## INPUT MATERIAL
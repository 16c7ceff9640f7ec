//! Regular-expression scraping for pages whose markup defeats selectors.
//!
//! Each pattern is matched against the raw body; capture group 1 is the
//! value. Title and author captures are reduced to their text content, the
//! body capture is handed on as an HTML fragment.

use crate::config::PatternSet;
use crate::error::{ConfigError, PipelineError};
use crate::models::{BodyMarkup, RawFields, SourceDocument};
use crate::utils::clean_inline;
use regex::Regex;
use scraper::Html;

#[derive(Debug)]
pub struct PatternExtractor {
    title: Option<Regex>,
    author: Option<Regex>,
    body: Regex,
}

fn compile(field: &'static str, raw: &str) -> Result<Regex, ConfigError> {
    Regex::new(raw).map_err(|source| ConfigError::Pattern { field, source })
}

fn capture<'h>(pattern: &Regex, haystack: &'h str) -> Option<&'h str> {
    pattern
        .captures(haystack)
        .and_then(|caps| caps.get(1))
        .map(|m| m.as_str())
}

/// Text content of a markup snippet, with entities decoded.
fn fragment_text(snippet: &str) -> Option<String> {
    let fragment = Html::parse_fragment(snippet);
    clean_inline(&fragment.root_element().text().collect::<String>())
}

impl PatternExtractor {
    pub fn new(patterns: &PatternSet) -> Result<Self, ConfigError> {
        Ok(Self {
            title: patterns
                .title
                .as_deref()
                .map(|p| compile("title", p))
                .transpose()?,
            author: patterns
                .author
                .as_deref()
                .map(|p| compile("author", p))
                .transpose()?,
            body: compile("body", &patterns.body)?,
        })
    }

    pub fn extract(&self, doc: &SourceDocument) -> Result<RawFields, PipelineError> {
        let field = |pattern: &Option<Regex>| {
            pattern
                .as_ref()
                .and_then(|p| capture(p, &doc.body))
                .and_then(fragment_text)
        };

        let body = capture(&self.body, &doc.body)
            .ok_or_else(|| PipelineError::Extraction("body not found".to_string()))?;

        Ok(RawFields {
            title: field(&self.title),
            author: field(&self.author),
            body: BodyMarkup::Html(body.to_string()),
        })
    }
}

## WHAT TO WORK ON
All of the entries above are to be printed again exactly.

## EXERCISE RESULT
repository 16c7ceff9640f7ec
//! Regular-expression scraping for pages whose markup defeats selectors.
//!
//! Each pattern is matched against the raw body; capture group 1 is the
//! value. Title and author captures are reduced to their text content, the
//! body capture is handed on as an HTML fragment.

use crate::config::PatternSet;
use crate::error::{ConfigError, PipelineError};
use crate::models::{BodyMarkup, RawFields, SourceDocument};
use crate::utils::clean_inline;
use regex::Regex;
use scraper::Html;

#[derive(Debug)]
pub struct PatternExtractor {
    title: Option<Regex>,
    author: Option<Regex>,
    body: Regex,
}

fn compile(field: &'static str, raw: &str) -> Result<Regex, ConfigError> {
    Regex::new(raw).map_err(|source| ConfigError::Pattern { field, source })
}

fn capture<'h>(pattern: &Regex, haystack: &'h str) -> Option<&'h str> {
    pattern
        .captures(haystack)
        .and_then(|caps| caps.get(1))
        .map(|m| m.as_str())
}

/// Text content of a markup snippet, with entities decoded.
fn fragment_text(snippet: &str) -> Option<String> {
    let fragment = Html::parse_fragment(snippet);
    clean_inline(&fragment.root_element().text().collect::<String>())
}

impl PatternExtractor {
    pub fn new(patterns: &PatternSet) -> Result<Self, ConfigError> {
        Ok(Self {
            title: patterns
                .title
                .as_deref()
                .map(|p| compile("title", p))
                .transpose()?,
            author: patterns
                .author
                .as_deref()
                .map(|p| compile("author", p))
                .transpose()?,
            body: compile("body", &patterns.body)?,
        })
    }

    pub fn extract(&self, doc: &SourceDocument) -> Result<RawFields, PipelineError> {
        let field = |pattern: &Option<Regex>| {
            pattern
                .as_ref()
                .and_then(|p| capture(p, &doc.body))
                .and_then(fragment_text)
        };

        let body = capture(&self.body, &doc.body)
            .ok_or_else(|| PipelineError::Extraction("body not found".to_string()))?;

        Ok(RawFields {
            title: field(&self.title),
            author: field(&self.author),
            body: BodyMarkup::Html(body.to_string()),
        })
    }
}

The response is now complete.